-- Task directions --
Go through the material and pull out every line with the string "enumerate" in it.

========================================================================

/*!
Integration tests for the zbackup core, driven through the public API.
*/

use async_trait::async_trait;
use chrono::{Duration, TimeZone, Utc};
use std::collections::HashSet;
use std::sync::{Arc, Mutex};
use tempfile::TempDir;
use zbackup_core::{
    backup_targets, compare_trees, BackupConfig, DiffKind, Executor, FixedClock, Pipeline,
    ProcessExecutor, RetentionPolicy, RunContext, Snapshot, SnapshotList, Stage, Transfer, Zfs,
};

/// Answers read-only engine queries from canned output and records every call
struct CannedEngine {
    calls: Mutex<Vec<String>>,
}

impl CannedEngine {
    fn new() -> Self {
        Self {
            calls: Mutex::new(Vec::new()),
        }
    }

    fn calls(&self) -> Vec<String> {
        self.calls.lock().unwrap().clone()
    }
}

#[async_trait]
impl Executor for CannedEngine {
    async fn run(&self, pipeline: &Pipeline) -> zbackup_core::Result<String> {
        let line = pipeline.to_string();
        self.calls.lock().unwrap().push(line.clone());
        let output = if line.contains("-t filesystem,volume") {
            "tank\ntank/home\nbackup\nbackup/tank\n"
        } else if line.ends_with("-t snapshot -s creation -d 1 tank") {
            "tank@zbackup-2024-05-01-000000\ntank@zbackup-2024-05-02-000000\n"
        } else if line.ends_with("-t snapshot -s creation -d 1 backup/tank") {
            "backup/tank@zbackup-2024-05-01-000000\n"
        } else {
            panic!("unexpected engine call: {line}");
        };
        Ok(output.to_string())
    }
}

#[tokio::test]
async fn test_dry_run_backup_only_queries_the_engine() {
    let engine = Arc::new(CannedEngine::new());
    let clock = Arc::new(FixedClock::new(Utc.with_ymd_and_hms(2024, 6, 1, 8, 30, 0).unwrap()));
    let ctx = RunContext::with_parts(BackupConfig::default(), true, false, engine.clone(), clock);
    let zfs = Zfs::new(&ctx);

    let outcomes = backup_targets(&ctx, &zfs, &["tank".to_string()], "backup", false).await;
    let report = outcomes[0].backup.as_ref().unwrap();

    assert_eq!(report.snapshot, "zbackup-2024-06-01-083000");
    assert_eq!(
        report.transfers,
        vec![Transfer::Incremental {
            from: "zbackup-2024-05-01-000000".to_string(),
            to: "zbackup-2024-06-01-083000".to_string(),
            size: None,
        }]
    );
    assert!(engine
        .calls()
        .iter()
        .all(|call| call.starts_with("zfs list ")));
    assert_eq!(
        ctx.dry_run_log().recorded(),
        vec![
            "zfs snapshot -r tank@zbackup-2024-06-01-083000".to_string(),
            "zfs send -R -I tank@zbackup-2024-05-01-000000 tank@zbackup-2024-06-01-083000 | zfs receive -F -x mountpoint backup/tank".to_string(),
        ]
    );
}

#[tokio::test]
async fn test_process_pipeline_chains_real_processes() {
    let executor = ProcessExecutor::new();
    let pipeline = Pipeline::new(vec![
        Stage::new("sh", ["-c", "printf 'b\\na\\nc\\n'"]),
        Stage::new("sort", Vec::<String>::new()),
    ]);
    assert_eq!(executor.run(&pipeline).await.unwrap(), "a\nb\nc\n");

    let failing = Pipeline::single(Stage::new("sh", ["-c", "echo nope >&2; exit 3"]));
    let err = executor.run(&failing).await.unwrap_err();
    assert!(err.is_process());
    assert!(err.to_string().contains("nope"));
}

#[test]
fn test_snapshot_names_round_trip_through_listings() {
    let at = Utc.with_ymd_and_hms(2023, 12, 31, 23, 59, 59).unwrap();
    let snapshot = Snapshot::new("nightly", at).unwrap();
    assert_eq!(snapshot.name(), "nightly-2023-12-31-235959");

    let parsed: Snapshot = snapshot.name().parse().unwrap();
    assert_eq!(parsed.created(), at);
    assert_eq!(parsed.prefix(), "nightly");

    let primary = SnapshotList::new(
        "tank",
        vec!["a".to_string(), "b".to_string(), snapshot.name().to_string()],
    );
    let mirror = SnapshotList::new("backup/tank", vec!["a".to_string(), "b".to_string()]);
    assert_eq!(primary.find_latest_common(&mirror), Some("b"));
}

#[test]
fn test_retention_keeps_one_snapshot_per_day() {
    let now = Utc.with_ymd_and_hms(2024, 6, 1, 0, 0, 0).unwrap();
    let start = now - Duration::days(12);
    let names: Vec<String> = (0..40)
        .map(|i| {
            Snapshot::new("zbackup", start + Duration::hours(6) * i)
                .unwrap()
                .name()
                .to_string()
        })
        .collect();
    let list = SnapshotList::new("tank", names);

    let policy = RetentionPolicy::from_config(&BackupConfig::default());
    let plan = policy.plan(&list, now);
    assert_eq!(list.len() - plan.len(), 10);
    assert!(plan.iter().all(|s| s.created().format("%H").to_string() != "00"));
}

#[tokio::test]
async fn test_compare_trees_reports_added_and_modified() {
    let primary = TempDir::new().unwrap();
    let archive = TempDir::new().unwrap();
    std::fs::write(primary.path().join("kept.txt"), "same").unwrap();
    std::fs::write(archive.path().join("kept.txt"), "same").unwrap();
    std::fs::write(primary.path().join("edited.txt"), "after").unwrap();
    std::fs::write(archive.path().join("edited.txt"), "before").unwrap();
    std::fs::write(primary.path().join("created.txt"), "new").unwrap();

    let entries = compare_trees(primary.path(), archive.path(), &HashSet::new())
        .await
        .unwrap();
    let summary: Vec<(DiffKind, String)> = entries
        .iter()
        .map(|e| (e.kind, e.path.file_name().unwrap().to_string_lossy().into_owned()))
        .collect();
    assert_eq!(
        summary,
        vec![
            (DiffKind::Added, "created.txt".to_string()),
            (DiffKind::Modified, "edited.txt".to_string()),
        ]
    );
    assert_eq!(entries[0].to_string(), format!("+ {}", primary.path().join("created.txt").display()));
}
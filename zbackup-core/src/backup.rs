/*!
Backup orchestration.

For every (primary, archive root) pair the orchestrator:
1. resolves or creates the archive mirror `<archive root>/<primary>`,
2. takes a new snapshot on the primary,
3. lists both sides and looks for the latest common snapshot,
4. sends the primary's earliest snapshot as a full baseline if there is none,
5. stops if the common snapshot is already the primary's latest,
6. otherwise sends the range `common..latest` incrementally.

Targets are processed one at a time, in the order given.
*/

use crate::config::RunContext;
use crate::filesystem::Filesystem;
use crate::retention::{PurgeReport, RetentionPolicy};
use crate::zfs::Zfs;
use crate::{BackupError, Result};
use tracing::{error, info};

/// One transfer performed (or simulated) for a target
#[derive(Debug, Clone, PartialEq, Eq)]
pub enum Transfer {
    /// A single snapshot sent as a baseline
    Full { snapshot: String, size: Option<String> },
    /// The inclusive range `from..to`
    Incremental {
        from: String,
        to: String,
        size: Option<String>,
    },
}

/// What a backup did for one target
#[derive(Debug, Clone, PartialEq, Eq)]
pub struct BackupReport {
    pub primary: String,
    pub mirror: String,
    pub snapshot: String,
    pub transfers: Vec<Transfer>,
}

impl BackupReport {
    pub fn is_up_to_date(&self) -> bool {
        self.transfers.is_empty()
    }
}

/// Backup of one primary filesystem into an archive root
pub struct BackupTask<'a> {
    zfs: &'a Zfs,
    primary: String,
    archive_root: String,
}

impl<'a> BackupTask<'a> {
    pub fn new(zfs: &'a Zfs, primary: impl Into<String>, archive_root: impl Into<String>) -> Self {
        Self {
            zfs,
            primary: primary.into(),
            archive_root: archive_root.into(),
        }
    }

    /// Both filesystems must exist before anything is changed
    pub async fn precheck(&self) -> Result<()> {
        Filesystem::new(self.zfs, self.primary.as_str())
            .ensure_exists()
            .await?;
        Filesystem::new(self.zfs, self.archive_root.as_str())
            .ensure_exists()
            .await
    }

    pub async fn run(&self) -> Result<BackupReport> {
        self.precheck().await?;

        let mut primary = Filesystem::new(self.zfs, self.primary.as_str());
        let archive_root = Filesystem::new(self.zfs, self.archive_root.as_str());
        let mirror = archive_root.open_child(primary.name()).await?;
        if !mirror.exists().await? {
            mirror.create().await?;
        }

        let taken = primary.take_snapshot().await?;

        let primary_snapshots = primary.snapshot_list(true).await?;
        let mirror_snapshots = mirror.snapshot_list(false).await?;
        let mut transfers = Vec::new();

        let common = match primary_snapshots.find_latest_common(&mirror_snapshots) {
            Some(common) => common.to_string(),
            None => {
                let earliest = primary_snapshots.earliest().ok_or_else(|| {
                    BackupError::parse(format!("{} lists no snapshots after snapshotting", primary.name()))
                })?;
                info!(primary = %primary.name(), "no common snapshot with {}, sending baseline", mirror.name());
                let size = primary.estimate_transfer_size(earliest, None).await?;
                log_size(&size);
                primary.transfer(&mirror, earliest, None).await?;
                transfers.push(Transfer::Full {
                    snapshot: earliest.to_string(),
                    size,
                });
                earliest.to_string()
            }
        };

        let latest = primary_snapshots.latest().unwrap_or(common.as_str());
        if latest == common {
            info!(primary = %primary.name(), "{} is up to date", mirror.name());
        } else {
            let size = primary.estimate_transfer_size(&common, Some(latest)).await?;
            log_size(&size);
            primary.transfer(&mirror, &common, Some(latest)).await?;
            transfers.push(Transfer::Incremental {
                from: common.clone(),
                to: latest.to_string(),
                size,
            });
        }

        Ok(BackupReport {
            primary: primary.name().to_string(),
            mirror: mirror.name().to_string(),
            snapshot: taken.name().to_string(),
            transfers,
        })
    }
}

fn log_size(size: &Option<String>) {
    match size {
        Some(size) => info!("estimated transfer size: {size}"),
        None => info!("estimated transfer size: unknown (dry run)"),
    }
}

/// Outcome for one target of a multi-target run
#[derive(Debug)]
pub struct TargetOutcome {
    pub target: String,
    pub backup: Result<BackupReport>,
    pub purges: Vec<Result<PurgeReport>>,
}

impl TargetOutcome {
    pub fn is_success(&self) -> bool {
        self.backup.is_ok()
            && self
                .purges
                .iter()
                .all(|p| matches!(p, Ok(report) if report.failed.is_empty()))
    }
}

/// Back up every target in order; a failing target does not stop the others
///
/// With `prune`, a successful backup is followed by the retention policy on
/// the primary and on its mirror.
pub async fn backup_targets(
    ctx: &RunContext,
    zfs: &Zfs,
    targets: &[String],
    archive_root: &str,
    prune: bool,
) -> Vec<TargetOutcome> {
    let policy = RetentionPolicy::from_config(&ctx.config);
    let mut outcomes = Vec::with_capacity(targets.len());

    for target in targets {
        let backup = BackupTask::new(zfs, target.as_str(), archive_root).run().await;
        let mut purges = Vec::new();
        match &backup {
            Ok(report) if prune => {
                for name in [&report.primary, &report.mirror] {
                    let filesystem = Filesystem::new(zfs, name.as_str());
                    purges.push(policy.purge(&filesystem, zfs.now()).await);
                }
            }
            Ok(_) => {}
            Err(e) => error!(target = %target, "backup failed: {e}"),
        }
        outcomes.push(TargetOutcome {
            target: target.clone(),
            backup,
            purges,
        });
    }
    outcomes
}
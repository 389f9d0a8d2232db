/*!
External process pipelines.

A [`Pipeline`] is an ordered list of [`Stage`]s whose standard streams are
chained with OS pipes, so the first stage can keep producing while the last
one consumes. Only the stdout of the last stage is captured and returned.

Execution goes through the [`Executor`] capability. [`ProcessExecutor`]
spawns real processes; [`DryRunExecutor`] spawns nothing, records the command
lines it was handed and returns empty output.
*/

use crate::{BackupError, Result};
use async_trait::async_trait;
use std::fmt;
use std::process::Stdio;
use std::sync::Mutex;
use tokio::io::{AsyncBufRead, AsyncBufReadExt, AsyncWriteExt, BufReader};
use tokio::process::{ChildStderr, Command};
use tokio::task::JoinHandle;
use tracing::{debug, info, warn};

/// What happens to a stage's standard error
#[derive(Debug, Clone, Copy, PartialEq, Eq, Default)]
pub enum StderrPolicy {
    /// Dropped
    Discard,
    /// Passed through verbatim to the operator's error stream
    Forward,
    /// Read line by line and logged; kept for error context
    #[default]
    Log,
}

/// One command of a pipeline
#[derive(Debug, Clone, PartialEq, Eq)]
pub struct Stage {
    program: String,
    args: Vec<String>,
    stderr: StderrPolicy,
    echo_stdout: bool,
}

impl Stage {
    pub fn new<P, I, S>(program: P, args: I) -> Self
    where
        P: Into<String>,
        I: IntoIterator<Item = S>,
        S: Into<String>,
    {
        Self {
            program: program.into(),
            args: args.into_iter().map(Into::into).collect(),
            stderr: StderrPolicy::default(),
            echo_stdout: false,
        }
    }

    /// Set the standard error policy
    pub fn with_stderr(mut self, policy: StderrPolicy) -> Self {
        self.stderr = policy;
        self
    }

    /// Echo stdout lines to the console as they arrive (last stage only)
    pub fn with_echo(mut self, echo: bool) -> Self {
        self.echo_stdout = echo;
        self
    }

    pub fn program(&self) -> &str {
        &self.program
    }

    pub fn args(&self) -> &[String] {
        &self.args
    }

    pub fn stderr_policy(&self) -> StderrPolicy {
        self.stderr
    }
}

impl fmt::Display for Stage {
    fn fmt(&self, f: &mut fmt::Formatter<'_>) -> fmt::Result {
        f.write_str(&self.program)?;
        for arg in &self.args {
            write!(f, " {arg}")?;
        }
        Ok(())
    }
}

/// Ordered chain of stages plus optional text fed to the first stage
#[derive(Debug, Clone, PartialEq, Eq)]
pub struct Pipeline {
    stages: Vec<Stage>,
    stdin: Option<String>,
}

impl Pipeline {
    pub fn new(stages: Vec<Stage>) -> Self {
        Self {
            stages,
            stdin: None,
        }
    }

    pub fn single(stage: Stage) -> Self {
        Self::new(vec![stage])
    }

    pub fn with_stdin<S: Into<String>>(mut self, input: S) -> Self {
        self.stdin = Some(input.into());
        self
    }

    pub fn stages(&self) -> &[Stage] {
        &self.stages
    }

    pub fn stdin(&self) -> Option<&str> {
        self.stdin.as_deref()
    }
}

impl fmt::Display for Pipeline {
    fn fmt(&self, f: &mut fmt::Formatter<'_>) -> fmt::Result {
        for (i, stage) in self.stages.iter().enumerate() {
            if i > 0 {
                f.write_str(" | ")?;
            }
            write!(f, "{stage}")?;
        }
        Ok(())
    }
}

/// Runs pipelines and returns the captured stdout of the last stage
#[cfg_attr(test, mockall::automock)]
#[async_trait]
pub trait Executor: Send + Sync {
    async fn run(&self, pipeline: &Pipeline) -> Result<String>;
}

/// Executor that spawns real OS processes
#[derive(Debug, Default, Clone)]
pub struct ProcessExecutor;

impl ProcessExecutor {
    pub fn new() -> Self {
        Self
    }
}

#[async_trait]
impl Executor for ProcessExecutor {
    async fn run(&self, pipeline: &Pipeline) -> Result<String> {
        let stages = pipeline.stages();
        if stages.is_empty() {
            return Err(BackupError::validation("cannot run an empty pipeline"));
        }
        debug!(command = %pipeline, "running pipeline");

        let mut children = Vec::with_capacity(stages.len());
        let mut stderr_tasks: Vec<Option<JoinHandle<Vec<String>>>> =
            Vec::with_capacity(stages.len());
        let mut stdin_task = None;
        let mut upstream: Option<Stdio> = None;

        for (index, stage) in stages.iter().enumerate() {
            let is_last = index + 1 == stages.len();
            let mut command = Command::new(&stage.program);
            command.args(&stage.args).kill_on_drop(true);

            match upstream.take() {
                Some(stdio) => command.stdin(stdio),
                None if pipeline.stdin.is_some() => command.stdin(Stdio::piped()),
                None => command.stdin(Stdio::null()),
            };
            command.stdout(Stdio::piped());
            command.stderr(match stage.stderr {
                StderrPolicy::Discard => Stdio::null(),
                StderrPolicy::Forward => Stdio::inherit(),
                StderrPolicy::Log => Stdio::piped(),
            });

            let mut child = command.spawn().map_err(|e| BackupError::Process {
                command: stage.to_string(),
                status: format!("failed to start: {e}"),
                stderr: Vec::new(),
            })?;

            if index == 0 {
                if let (Some(input), Some(mut writer)) = (pipeline.stdin.clone(), child.stdin.take())
                {
                    stdin_task = Some(tokio::spawn(async move {
                        writer.write_all(input.as_bytes()).await?;
                        writer.shutdown().await
                    }));
                }
            }

            stderr_tasks.push(
                child
                    .stderr
                    .take()
                    .map(|stderr| tokio::spawn(collect_stderr(stage.program.clone(), stderr))),
            );

            if !is_last {
                let stdout = child.stdout.take().ok_or_else(|| {
                    BackupError::parse(format!("no stdout handle for `{stage}`"))
                })?;
                upstream = Some(stdout.try_into()?);
            }
            children.push(child);
        }

        let tail = stages.len() - 1;
        let mut captured = String::new();
        if let Some(stdout) = children[tail].stdout.take() {
            let echo = stages[tail].echo_stdout;
            let mut console = tokio::io::stdout();
            let mut reader = BufReader::new(stdout);
            let mut raw = Vec::new();
            while let Some(line) = next_line_lossy(&mut reader, &mut raw).await? {
                if echo {
                    console.write_all(&raw).await?;
                    if !raw.ends_with(b"\n") {
                        console.write_all(b"\n").await?;
                    }
                    console.flush().await?;
                }
                captured.push_str(&line);
                captured.push('\n');
            }
        }

        let mut failures = Vec::new();
        for ((stage, child), task) in stages.iter().zip(children.iter_mut()).zip(stderr_tasks) {
            let status = child.wait().await?;
            let stderr = join_stderr(stage, task).await;
            if !status.success() {
                failures.push(BackupError::Process {
                    command: stage.to_string(),
                    status: status.to_string(),
                    stderr,
                });
            }
        }

        if let Some(task) = stdin_task {
            match task.await {
                Ok(Err(e)) if e.kind() != std::io::ErrorKind::BrokenPipe => return Err(e.into()),
                _ => {}
            }
        }

        // A stage that explains itself on stderr beats one that died of SIGPIPE.
        let explained = failures
            .iter()
            .position(|f| matches!(f, BackupError::Process { stderr, .. } if !stderr.is_empty()));
        match explained {
            Some(index) => Err(failures.swap_remove(index)),
            None => match failures.into_iter().next() {
                Some(failure) => Err(failure),
                None => Ok(captured),
            },
        }
    }
}

async fn collect_stderr(program: String, stderr: ChildStderr) -> Vec<String> {
    let mut kept = Vec::new();
    let mut reader = BufReader::new(stderr);
    let mut raw = Vec::new();
    while let Ok(Some(line)) = next_line_lossy(&mut reader, &mut raw).await {
        warn!(program = %program, "{line}");
        kept.push(line);
    }
    kept
}

/// Wait for a stage's stderr collector; a collector that died yields no lines
async fn join_stderr(stage: &Stage, task: Option<JoinHandle<Vec<String>>>) -> Vec<String> {
    let Some(task) = task else {
        return Vec::new();
    };
    match task.await {
        Ok(lines) => lines,
        Err(e) => {
            warn!(command = %stage, "stderr collector failed: {e}");
            Vec::new()
        }
    }
}

/// Next line without its terminator, invalid UTF-8 replaced; `None` at end of stream
///
/// `raw` is left holding the bytes exactly as read.
async fn next_line_lossy<R>(reader: &mut R, raw: &mut Vec<u8>) -> std::io::Result<Option<String>>
where
    R: AsyncBufRead + Unpin,
{
    raw.clear();
    if reader.read_until(b'\n', raw).await? == 0 {
        return Ok(None);
    }
    let bytes = raw.as_slice();
    let bytes = bytes.strip_suffix(b"\n").unwrap_or(bytes);
    let bytes = bytes.strip_suffix(b"\r").unwrap_or(bytes);
    Ok(Some(String::from_utf8_lossy(bytes).into_owned()))
}

/// Executor that performs no side effects
///
/// Every pipeline it is handed is logged and recorded, then answered with
/// empty output.
#[derive(Debug, Default)]
pub struct DryRunExecutor {
    recorded: Mutex<Vec<String>>,
}

impl DryRunExecutor {
    pub fn new() -> Self {
        Self::default()
    }

    /// Command lines that would have been executed, in order
    pub fn recorded(&self) -> Vec<String> {
        self.recorded
            .lock()
            .unwrap_or_else(|e| e.into_inner())
            .clone()
    }
}

#[async_trait]
impl Executor for DryRunExecutor {
    async fn run(&self, pipeline: &Pipeline) -> Result<String> {
        let line = pipeline
            .stages()
            .iter()
            .map(Stage::to_string)
            .collect::<Vec<_>>()
            .join(" | ");
        info!("[dry-run] {line}");
        self.recorded
            .lock()
            .unwrap_or_else(|e| e.into_inner())
            .push(line);
        Ok(String::new())
    }
}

========================================================================

-- Solved exercise --
        for (i, stage) in self.stages.iter().enumerate() {
        for (index, stage) in stages.iter().enumerate() {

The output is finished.